Time-varying means in an expanding time window can be phrased otherwise as to imply the mean of all values from the start of records to the current date. You don't give a time variable so I assume data are in order and supply a time variable.
The community-contributed command rangestat
(to be installed from SSC using ssc install rangestat
) can give the mean of all values to date in this way:
clear
input X
50.735469
48.278413
42.807671
49.247854
52.20223
49.726689
50.823169
49.099351
48.949562
47.410434
end
gen t = _n
rangestat (count) X (mean) X, int(t . 0)
list
+-------------------------------------+
| X t X_count X_mean |
|-------------------------------------|
1. | 50.73547 1 1 50.73547 |
2. | 48.27841 2 2 49.506941 |
3. | 42.80767 3 3 47.273851 |
4. | 49.24785 4 4 47.767351 |
5. | 52.20223 5 5 48.654327 |
|-------------------------------------|
6. | 49.72669 6 6 48.833054 |
7. | 50.82317 7 7 49.117356 |
8. | 49.09935 8 8 49.115105 |
9. | 48.94956 9 9 49.096711 |
10. | 47.41043 10 10 48.928084 |
+-------------------------------------+
Evidently you can ignore results for small counts as you please.

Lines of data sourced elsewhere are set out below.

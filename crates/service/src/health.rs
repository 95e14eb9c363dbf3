//! Rolling-window provider health tracking
//!
//! Every adapter invocation feeds one outcome in. Status is re-evaluated
//! after each outcome:
//!
//! - consecutive failures above the configured counts always apply;
//! - success-rate thresholds apply once the window holds enough samples;
//! - a failure can only keep or worsen the status, a success can only keep
//!   or improve it, and improvement is capped by the windowed success rate.
//!
//! Health is reported, never enforced: dispatch ignores it.

use chrono::{DateTime, Utc};
use coverage_config::HealthSettings;
use coverage_types::{window_start, HealthRecord, HealthStatus};
use dashmap::DashMap;
use std::collections::{BTreeMap, VecDeque};
use tracing::{error, info, warn};

#[derive(Debug, Clone, Copy)]
struct Outcome {
	at: DateTime<Utc>,
	success: bool,
	latency_ms: u64,
}

#[derive(Debug)]
struct ProviderHealth {
	outcomes: VecDeque<Outcome>,
	consecutive_failures: u32,
	status: HealthStatus,
	last_request_at: Option<DateTime<Utc>>,
	last_status_change: Option<DateTime<Utc>>,
}

impl ProviderHealth {
	fn new() -> Self {
		Self {
			outcomes: VecDeque::new(),
			consecutive_failures: 0,
			status: HealthStatus::Healthy,
			last_request_at: None,
			last_status_change: None,
		}
	}

	fn prune(&mut self, cutoff: DateTime<Utc>) {
		while matches!(self.outcomes.front(), Some(outcome) if outcome.at < cutoff) {
			self.outcomes.pop_front();
		}
	}

	/// (samples, success rate, average latency) over outcomes at or after `cutoff`
	fn window_stats(&self, cutoff: DateTime<Utc>) -> (u64, f64, f64) {
		let mut samples = 0u64;
		let mut successes = 0u64;
		let mut latency_total = 0u128;
		for outcome in self.outcomes.iter().filter(|o| o.at >= cutoff) {
			samples += 1;
			if outcome.success {
				successes += 1;
			}
			latency_total += outcome.latency_ms as u128;
		}

		if samples == 0 {
			return (0, 1.0, 0.0);
		}
		(
			samples,
			successes as f64 / samples as f64,
			latency_total as f64 / samples as f64,
		)
	}
}

#[derive(Debug)]
pub struct HealthMonitor {
	settings: HealthSettings,
	providers: DashMap<String, ProviderHealth>,
}

impl HealthMonitor {
	pub fn new(settings: HealthSettings) -> Self {
		Self {
			settings,
			providers: DashMap::new(),
		}
	}

	pub fn settings(&self) -> &HealthSettings {
		&self.settings
	}

	/// Start tracking a provider so it is reported before its first call
	pub fn register(&self, provider: &str) {
		self.providers
			.entry(provider.to_string())
			.or_insert_with(ProviderHealth::new);
	}

	/// Oldest outcome time still inside the window ending at `at`
	fn cutoff(&self, at: DateTime<Utc>) -> DateTime<Utc> {
		window_start(at, self.settings.window_secs.saturating_mul(1000))
	}

	/// Status implied by the success rate alone
	fn rate_status(&self, rate: f64) -> HealthStatus {
		if rate < self.settings.unhealthy_success_rate {
			HealthStatus::Unhealthy
		} else if rate < self.settings.degraded_success_rate {
			HealthStatus::Degraded
		} else {
			HealthStatus::Healthy
		}
	}

	/// Status implied by the failure streak alone
	fn streak_status(&self, consecutive_failures: u32) -> HealthStatus {
		if consecutive_failures > self.settings.unhealthy_consecutive_failures {
			HealthStatus::Unhealthy
		} else if consecutive_failures > self.settings.degraded_consecutive_failures {
			HealthStatus::Degraded
		} else {
			HealthStatus::Healthy
		}
	}

	pub fn record(&self, provider: &str, success: bool, latency_ms: u64) -> HealthStatus {
		self.record_at(provider, success, latency_ms, Utc::now())
	}

	/// Record one outcome observed at `at` and return the resulting status
	pub fn record_at(
		&self,
		provider: &str,
		success: bool,
		latency_ms: u64,
		at: DateTime<Utc>,
	) -> HealthStatus {
		let cutoff = self.cutoff(at);
		let mut health = self
			.providers
			.entry(provider.to_string())
			.or_insert_with(ProviderHealth::new);

		health.outcomes.push_back(Outcome {
			at,
			success,
			latency_ms,
		});
		health.prune(cutoff);
		health.last_request_at = Some(at);

		if success {
			health.consecutive_failures = 0;
		} else {
			health.consecutive_failures = health.consecutive_failures.saturating_add(1);
		}

		let (samples, rate, _) = health.window_stats(cutoff);
		let previous = health.status;
		let next = if success {
			// Recovery is bounded by the observed rate, however few samples
			previous.better_of(
				self.rate_status(rate)
					.worse_of(self.streak_status(health.consecutive_failures)),
			)
		} else {
			let gated_rate = if samples >= self.settings.min_requests_for_rate_check {
				self.rate_status(rate)
			} else {
				HealthStatus::Healthy
			};
			previous.worse_of(gated_rate.worse_of(self.streak_status(health.consecutive_failures)))
		};

		if next != previous {
			health.status = next;
			health.last_status_change = Some(at);
			let consecutive_failures = health.consecutive_failures;
			drop(health);
			Self::log_transition(provider, previous, next, rate, samples, consecutive_failures);
		}

		next
	}

	fn log_transition(
		provider: &str,
		from: HealthStatus,
		to: HealthStatus,
		rate: f64,
		samples: u64,
		consecutive_failures: u32,
	) {
		match to {
			HealthStatus::Unhealthy => error!(
				"Provider '{}' is unhealthy (was {}): success rate {:.1}% over {} requests, {} consecutive failures",
				provider,
				from,
				rate * 100.0,
				samples,
				consecutive_failures
			),
			HealthStatus::Degraded => warn!(
				"Provider '{}' is degraded (was {}): success rate {:.1}% over {} requests, {} consecutive failures",
				provider,
				from,
				rate * 100.0,
				samples,
				consecutive_failures
			),
			HealthStatus::Healthy => info!(
				"Provider '{}' recovered (was {}): success rate {:.1}% over {} requests",
				provider,
				from,
				rate * 100.0,
				samples
			),
		}
	}

	pub fn get(&self, provider: &str) -> Option<HealthRecord> {
		let cutoff = self.cutoff(Utc::now());
		self.providers
			.get(provider)
			.map(|health| self.snapshot(provider, &health, cutoff))
	}

	pub fn all(&self) -> BTreeMap<String, HealthRecord> {
		let cutoff = self.cutoff(Utc::now());
		self.providers
			.iter()
			.map(|entry| {
				(
					entry.key().clone(),
					self.snapshot(entry.key(), entry.value(), cutoff),
				)
			})
			.collect()
	}

	fn snapshot(
		&self,
		provider: &str,
		health: &ProviderHealth,
		cutoff: DateTime<Utc>,
	) -> HealthRecord {
		let (samples, success_rate, avg_latency_ms) = health.window_stats(cutoff);
		HealthRecord {
			provider: provider.to_string(),
			status: health.status,
			success_rate,
			avg_latency_ms,
			consecutive_failures: health.consecutive_failures,
			window_requests: samples,
			last_request_at: health.last_request_at,
			last_status_change: health.last_status_change,
		}
	}

	/// Drop outcomes that have left the window for every provider
	pub fn prune(&self) {
		let cutoff = self.cutoff(Utc::now());
		for mut entry in self.providers.iter_mut() {
			entry.prune(cutoff);
		}
	}
}

#[cfg(test)]
mod tests {
	use super::*;
	use chrono::Duration as ChronoDuration;

	fn monitor() -> HealthMonitor {
		HealthMonitor::new(HealthSettings::default())
	}

	#[test]
	fn test_unknown_provider_has_no_record() {
		let monitor = monitor();
		assert!(monitor.get("DFA").is_none());
		monitor.register("DFA");
		let record = monitor.get("DFA").unwrap();
		assert_eq!(record.status, HealthStatus::Healthy);
		assert_eq!(record.window_requests, 0);
		assert_eq!(record.success_rate, 1.0);
	}

	#[test]
	fn test_three_failures_stay_healthy_fourth_degrades() {
		let monitor = monitor();
		for _ in 0..3 {
			assert_eq!(monitor.record("MTN", false, 8000), HealthStatus::Healthy);
		}
		assert_eq!(monitor.record("MTN", false, 8000), HealthStatus::Degraded);

		let record = monitor.get("MTN").unwrap();
		assert_eq!(record.consecutive_failures, 4);
		assert!(record.last_status_change.is_some());
	}

	#[test]
	fn test_success_resets_streak_but_not_status() {
		let monitor = monitor();
		for _ in 0..4 {
			monitor.record("MTN", false, 8000);
		}

		let status = monitor.record("MTN", true, 120);
		let record = monitor.get("MTN").unwrap();
		assert_eq!(record.consecutive_failures, 0);
		assert_eq!(status, HealthStatus::Degraded);
		assert_eq!(record.status, HealthStatus::Degraded);
	}

	#[test]
	fn test_recovers_once_rate_crosses_threshold() {
		let monitor = monitor();
		for _ in 0..4 {
			monitor.record("MTN", false, 8000);
		}

		// 4 failures need 76 successes to reach 95% over 80 samples
		for _ in 0..75 {
			assert_eq!(monitor.record("MTN", true, 100), HealthStatus::Degraded);
		}
		assert_eq!(monitor.record("MTN", true, 100), HealthStatus::Healthy);
	}

	#[test]
	fn test_long_streak_is_unhealthy() {
		let monitor = monitor();
		let mut status = HealthStatus::Healthy;
		for _ in 0..11 {
			status = monitor.record("Vuma", false, 50);
		}
		assert_eq!(status, HealthStatus::Unhealthy);
	}

	#[test]
	fn test_rate_threshold_needs_minimum_samples() {
		let monitor = monitor();
		// Alternate so the streak never exceeds 1
		for i in 0..9 {
			let status = monitor.record("Openserve", i % 2 == 0, 100);
			assert_eq!(status, HealthStatus::Healthy);
		}
		// 10th sample: 5 of 10 succeeded, 50% < 80%
		assert_eq!(
			monitor.record("Openserve", false, 100),
			HealthStatus::Unhealthy
		);
	}

	#[test]
	fn test_old_outcomes_leave_the_window() {
		let monitor = monitor();
		let two_hours_ago = Utc::now() - ChronoDuration::hours(2);
		for _ in 0..4 {
			monitor.record_at("DFA", false, 100, two_hours_ago);
		}
		assert_eq!(monitor.get("DFA").unwrap().status, HealthStatus::Degraded);

		// Failures are outside the window now, so one success recovers fully
		assert_eq!(monitor.record("DFA", true, 100), HealthStatus::Healthy);
		let record = monitor.get("DFA").unwrap();
		assert_eq!(record.window_requests, 1);
		assert_eq!(record.success_rate, 1.0);
	}

	#[test]
	fn test_all_lists_every_provider() {
		let monitor = monitor();
		monitor.register("CircleTel");
		monitor.record("DFA", true, 30);
		let all = monitor.all();
		assert_eq!(all.len(), 2);
		assert!(all.contains_key("CircleTel"));
		assert_eq!(all["DFA"].avg_latency_ms, 30.0);
	}

	#[test]
	fn test_unbounded_window_keeps_every_outcome() {
		let monitor = HealthMonitor::new(HealthSettings {
			window_secs: u64::MAX,
			..HealthSettings::default()
		});
		let long_ago = Utc::now() - ChronoDuration::days(3650);
		monitor.record_at("DFA", false, 100, long_ago);
		monitor.record("DFA", true, 100);

		let record = monitor.get("DFA").unwrap();
		assert_eq!(record.window_requests, 2);
		assert_eq!(record.success_rate, 0.5);
		monitor.prune();
		assert_eq!(monitor.all()["DFA"].window_requests, 2);
	}
}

The syntax is naturally explained in the help
for rangestat
: suffice it to say here that the syntax for the option -- namely interval(t . 0)
-- is three-fold:
- for the time variable
t
and two offsets
backwards as far as possible: system missing .
here means arbitrarily large
forwards just 0
In mathematical terms the mean is from time minus infinity, or as much as possible, to time 0, the present.
The count
result is the number of observations in the window with non-missing values on X
. Here as the time variable is 1 up the count is trivially the same as the time variable, but in real problems the time variable is much more likely to be a date of some kind. Unlike some other commands rangestat
doesn't have an option to insist on a minimum number of points with non-missing values in a window, but you can count how many there are and decide to ignore those based on too few data. That is left to the user here.
Incidentally, you could make a good start on this kind of problem by working out a cumulative sum and then dividing by the number of values so far. That needs care with (e.g.) gaps in data, irregularly spaced data or missing values and a virtue of rangestat
is that all such difficulties are considered.